==== Data

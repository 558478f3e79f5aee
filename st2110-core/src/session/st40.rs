//! ST 2110-40 (ancillary data, RFC 8331) session builder. Shares the
//! shape of [[crate::session::st20]]; the only wrinkle is optional
//! split-by-ANC-packet mode, one RTP packet per ANC
//! packet instead of bin-packing several into one payload.

use crate::collab::{ClockSource, SessionCallbacks, SessionEvent};
use crate::frame::{FramePool, Packet};
use crate::pacing::{advance_packet, PacingCursor};
use crate::scheduler::tasklet::{TaskletOps, TaskletResult};
use crate::session::wire;
use crate::session::{BuildStats, BuilderState, PacketRing};
use std::sync::Arc;

pub struct St40Params {
    pub ssrc: u32,
    pub payload_type: u8,
    pub max_payload: u32,
    pub split_by_anc_packet: bool,
    pub frame_time_ns: u64,
}

/// One ANC packet as handed to the builder by the application; `udw`
/// is the user data word payload already packed per SMPTE ST 291-1.
pub struct AncPacket {
    pub line_number: u16,
    pub horizontal_offset: u16,
    pub udw: Vec<u8>,
}

/// Header of one ANC record as laid out in the frame buffer by the
/// application: `line_number`, `horizontal_offset`, `udw_len`, all
/// little-endian, followed by `udw_len` bytes of user data words.
const ANC_RECORD_HDR_LEN: usize = 6;

pub struct St40Session {
    params: St40Params,
    clock: Arc<dyn ClockSource>,
    callbacks: Arc<dyn SessionCallbacks>,
    pool: FramePool,
    ring: PacketRing,
    cursor: PacingCursor,
    state: BuilderState,
    frame_idx: u32,
    seq: u32,
    rtp_timestamp: u32,
    bulk: u32,
    pub stats: BuildStats,
}

impl St40Session {
    pub fn new(
        params: St40Params,
        clock: Arc<dyn ClockSource>,
        callbacks: Arc<dyn SessionCallbacks>,
        pool: FramePool,
        ring_capacity: usize,
        bulk: u32,
    ) -> Self {
        Self {
            params,
            clock,
            callbacks,
            pool,
            ring: PacketRing::new(ring_capacity),
            cursor: PacingCursor::default(),
            state: BuilderState::WaitFrame,
            frame_idx: 0,
            seq: 0,
            rtp_timestamp: 0,
            bulk,
            stats: BuildStats::default(),
        }
    }

    pub fn ring_mut(&mut self) -> &mut PacketRing {
        &mut self.ring
    }

    /// Decode the ANC records the application wrote into the frame
    /// buffer: a run of `(line_number: u16, horizontal_offset: u16,
    /// udw_len: u16)` headers (all little-endian) each followed by
    /// `udw_len` bytes, ending at the first truncated or zero-length
    /// trailer. A buffer with no records decodes to an empty frame.
    fn decode_ancs(buf: &[u8]) -> Vec<AncPacket> {
        let mut ancs = Vec::new();
        let mut off = 0usize;
        while off + ANC_RECORD_HDR_LEN <= buf.len() {
            let line_number = u16::from_le_bytes([buf[off], buf[off + 1]]);
            let horizontal_offset = u16::from_le_bytes([buf[off + 2], buf[off + 3]]);
            let udw_len = u16::from_le_bytes([buf[off + 4], buf[off + 5]]) as usize;
            let udw_start = off + ANC_RECORD_HDR_LEN;
            if udw_len == 0 || udw_start + udw_len > buf.len() {
                break;
            }
            ancs.push(AncPacket {
                line_number,
                horizontal_offset,
                udw: buf[udw_start..udw_start + udw_len].to_vec(),
            });
            off = udw_start + udw_len;
        }
        ancs
    }

    /// Bin-pack (or, in split mode, individually wrap) ANC packets into
    /// RTP payloads that respect `max_payload`. Each output bin carries
    /// the count of ANC packets merged into it, for the RFC 8331
    /// `ANC_Count` field.
    fn pack(&self, ancs: Vec<AncPacket>) -> Vec<(Vec<u8>, u16)> {
        if self.params.split_by_anc_packet {
            return ancs.into_iter().map(|a| (a.udw, 1)).collect();
        }
        let mut out = Vec::new();
        let mut cur = Vec::new();
        let mut cur_count: u16 = 0;
        for anc in ancs {
            if cur.len() + anc.udw.len() > self.params.max_payload as usize && !cur.is_empty() {
                out.push((std::mem::take(&mut cur), cur_count));
                cur_count = 0;
            }
            cur.extend_from_slice(&anc.udw);
            cur_count += 1;
        }
        if !cur.is_empty() {
            out.push((cur, cur_count));
        }
        out
    }
}

impl TaskletOps for St40Session {
    fn name(&self) -> &str {
        "st40_builder"
    }

    fn handler(&mut self) -> TaskletResult {
        if self.state == BuilderState::WaitFrame {
            match self.callbacks.get_next_frame() {
                Ok(Some((idx, _meta))) => {
                    if self.pool.checkout(idx).is_err() {
                        self.callbacks.notify_event(SessionEvent::RecoveryError);
                        return TaskletResult::AllDone;
                    }
                    self.frame_idx = idx;
                    self.state = BuilderState::SendingPkts;
                    let ptp_now = self.clock.ptp_time_ns(0);
                    self.cursor.tsc_cursor = self.clock.tsc_ns();
                    self.cursor.ptp_cursor = ptp_now;
                    self.rtp_timestamp = ((ptp_now as u128 * 90_000u128) / 1_000_000_000u128) as u32;
                }
                _ => return TaskletResult::AllDone,
            }
        }

        if self.clock.tsc_ns() < self.cursor.tsc_cursor {
            return TaskletResult::AllDone;
        }

        let raw = self.pool.storage(self.frame_idx).as_slice().to_vec();
        let ancs = Self::decode_ancs(&raw);
        let payloads = self.pack(ancs);
        let total = payloads.len() as u32;
        let mut produced = 0;
        for (i, (payload, anc_count)) in payloads.into_iter().enumerate() {
            if produced >= self.bulk {
                break;
            }
            let notifier = self.pool.new_packet_notifier(self.frame_idx);
            let target_tsc = self.cursor.tsc_cursor;
            advance_packet(&mut self.cursor, self.params.frame_time_ns / total.max(1) as u64);

            let marker = i as u32 + 1 == total;
            let seq16 = self.seq as u16;
            let ext_seq16 = (self.seq >> 16) as u16;
            let anc_count = anc_count.min(u8::MAX as u16) as u8;
            let mut wire_payload = wire::rfc8331_packet(
                self.params.payload_type,
                self.params.ssrc,
                seq16,
                marker,
                self.rtp_timestamp,
                ext_seq16,
                anc_count,
                false,
                &payload,
            );
            wire_payload.extend_from_slice(&payload);

            let pkt = Packet {
                seq: self.seq,
                target_tsc,
                frame_index: self.frame_idx,
                rtp_timestamp: self.rtp_timestamp,
                marker,
                second_field: false,
                is_pad: false,
                is_dummy: false,
                payload: wire_payload,
                done: Some(notifier),
            };
            self.seq = self.seq.wrapping_add(1);
            if self.ring.push(pkt).is_err() {
                return TaskletResult::HasPending;
            }
            produced += 1;
        }

        self.pool.mark_returned(self.frame_idx);
        self.state = BuilderState::WaitFrame;
        self.stats.frames_sent += 1;
        TaskletResult::HasPending
    }
}

#[cfg(test)]
mod tests {
    use super::*;

    fn session_params() -> St40Params {
        St40Params { ssrc: 1, payload_type: 100, max_payload: 64, split_by_anc_packet: false, frame_time_ns: 16_666_667 }
    }

    #[test]
    fn split_mode_emits_one_payload_per_anc_packet() {
        let ancs = vec![
            AncPacket { line_number: 10, horizontal_offset: 0, udw: vec![1; 8] },
            AncPacket { line_number: 10, horizontal_offset: 8, udw: vec![2; 8] },
        ];
        let mut params = session_params();
        params.split_by_anc_packet = true;
        let session = St40Session {
            params,
            clock: unreachable_clock(),
            callbacks: unreachable_callbacks(),
            pool: crate::frame::FramePool::new_owned(1, 16, Arc::new(|_| {})),
            ring: PacketRing::new(16),
            cursor: PacingCursor::default(),
            state: BuilderState::WaitFrame,
            frame_idx: 0,
            seq: 0,
            rtp_timestamp: 0,
            bulk: 8,
            stats: BuildStats::default(),
        };
        let packed = session.pack(ancs);
        assert_eq!(packed.len(), 2);
        assert!(packed.iter().all(|(_, count)| *count == 1));
    }

    #[test]
    fn bin_pack_mode_merges_small_anc_packets() {
        let ancs = vec![
            AncPacket { line_number: 10, horizontal_offset: 0, udw: vec![1; 8] },
            AncPacket { line_number: 10, horizontal_offset: 8, udw: vec![2; 8] },
        ];
        let session = St40Session {
            params: session_params(),
            clock: unreachable_clock(),
            callbacks: unreachable_callbacks(),
            pool: crate::frame::FramePool::new_owned(1, 16, Arc::new(|_| {})),
            ring: PacketRing::new(16),
            cursor: PacingCursor::default(),
            state: BuilderState::WaitFrame,
            frame_idx: 0,
            seq: 0,
            rtp_timestamp: 0,
            bulk: 8,
            stats: BuildStats::default(),
        };
        let packed = session.pack(ancs);
        assert_eq!(packed.len(), 1);
        assert_eq!(packed[0].0.len(), 16);
        assert_eq!(packed[0].1, 2);
    }

    #[test]
    fn decode_ancs_reads_records_until_truncated() {
        let mut buf = Vec::new();
        buf.extend_from_slice(&10u16.to_le_bytes());
        buf.extend_from_slice(&0u16.to_le_bytes());
        buf.extend_from_slice(&3u16.to_le_bytes());
        buf.extend_from_slice(&[1, 2, 3]);
        buf.extend_from_slice(&20u16.to_le_bytes());
        buf.extend_from_slice(&4u16.to_le_bytes());
        buf.extend_from_slice(&2u16.to_le_bytes());
        buf.extend_from_slice(&[9, 9]);
        buf.extend_from_slice(&[0xff; 2]); // trailing garbage, too short for a header

        let ancs = St40Session::decode_ancs(&buf);
        assert_eq!(ancs.len(), 2);
        assert_eq!(ancs[0].line_number, 10);
        assert_eq!(ancs[0].udw, vec![1, 2, 3]);
        assert_eq!(ancs[1].horizontal_offset, 4);
        assert_eq!(ancs[1].udw, vec![9, 9]);
    }

    #[test]
    fn decode_ancs_empty_buffer_yields_no_packets() {
        assert!(St40Session::decode_ancs(&[]).is_empty());
    }

    struct NeverClock;
    impl ClockSource for NeverClock {
        fn ptp_time_ns(&self, _port: u16) -> u64 {
            0
        }
        fn tsc_ns(&self) -> u64 {
            0
        }
    }

    struct NeverCallbacks;
    impl SessionCallbacks for NeverCallbacks {
        fn get_next_frame(&self) -> crate::error::CoreResult<Option<(u32, crate::collab::FrameMeta)>> {
            Ok(None)
        }
        fn notify_frame_done(&self, _idx: u32) {}
        fn notify_frame_late(&self, _late_by_epochs: u64) {}
        fn notify_rtp_done(&self) {}
        fn notify_event(&self, _event: crate::collab::SessionEvent) {}
    }

    fn unreachable_clock() -> Arc<dyn ClockSource> {
        Arc::new(NeverClock)
    }

    fn unreachable_callbacks() -> Arc<dyn SessionCallbacks> {
        Arc::new(NeverCallbacks)
    }
}
//! RFC 4585 Generic NACK feedback (PT 204), mirroring
//! `mt_rtcp.h`'s `mt_rtcp_hdr`/`mt_rtcp_fci`.

use bytemuck::{Pod, Zeroable};

pub const RTCP_PT_NACK: u8 = 204;
pub const RTCP_MAX_FCIS: usize = 256;
pub const RTCP_MAX_NAME_LEN: usize = 24;

/// One Feedback Control Information entry: `start` is the first missing
/// sequence number, `follow` is a bitmask of the next 16 sequence
/// numbers also missing (RFC 4585 Generic NACK).
#[repr(C, packed)]
#[derive(Copy, Clone, Pod, Zeroable, Debug, Default)]
pub struct RtcpFci {
    pub start: [u8; 2],
    pub follow: [u8; 2],
}

impl RtcpFci {
    pub fn new(start: u16, follow: u16) -> Self {
        Self {
            start: start.to_be_bytes(),
            follow: follow.to_be_bytes(),
        }
    }

    pub fn start(&self) -> u16 {
        u16::from_be_bytes(self.start)
    }

    pub fn follow(&self) -> u16 {
        u16::from_be_bytes(self.follow)
    }

    /// Sequence numbers named by this FCI: `start+1 ..= start+1+follow_bits`
    /// for every set bit in `follow`
    pub fn missing_sequences(&self) -> Vec<u16> {
        let start = self.start();
        let follow = self.follow();
        let mut seqs = vec![start.wrapping_add(1)];
        for bit in 0..16u16 {
            if follow & (1 << bit) != 0 {
                seqs.push(start.wrapping_add(2 + bit));
            }
        }
        seqs
    }
}

/// 4-byte RTCP header, followed by a run of `RtcpFci` entries
/// (`len` counts them, max `RTCP_MAX_FCIS`).
#[repr(C, packed)]
#[derive(Copy, Clone, Pod, Zeroable, Debug, Default)]
pub struct RtcpNackHdr {
    pub flags: u8,
    pub ptype: u8,
    pub len: [u8; 2],
    pub ssrc: [u8; 4],
    pub name: [u8; 4],
}

impl RtcpNackHdr {
    pub fn new(ssrc: u32) -> Self {
        Self {
            flags: 0x80 | 0x01, // version 2, FMT=1 (Generic NACK)
            ptype: RTCP_PT_NACK,
            len: [0; 2],
            ssrc: ssrc.to_be_bytes(),
            name: *b"ST2X",
        }
    }

    pub fn ssrc(&self) -> u32 {
        u32::from_be_bytes(self.ssrc)
    }
}

#[cfg(test)]
mod tests {
    use super::*;

    #[test]
    fn fci_decodes_start_and_follow_bits() {
        let fci = RtcpFci::new(500, 0b101);
        let seqs = fci.missing_sequences();
        assert_eq!(seqs, vec![501, 502, 504]);
    }

    #[test]
    fn fci_wraps_16_bit_sequence() {
        let fci = RtcpFci::new(u16::MAX, 0);
        assert_eq!(fci.missing_sequences(), vec![0]);
    }
}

========

- **Required action**: Lines with "push": return each one from the data above.

- **Answer section**:
            ancs.push(AncPacket {
                out.push((std::mem::take(&mut cur), cur_count));
            out.push((cur, cur_count));
            if self.ring.push(pkt).is_err() {
                seqs.push(start.wrapping_add(2 + bit));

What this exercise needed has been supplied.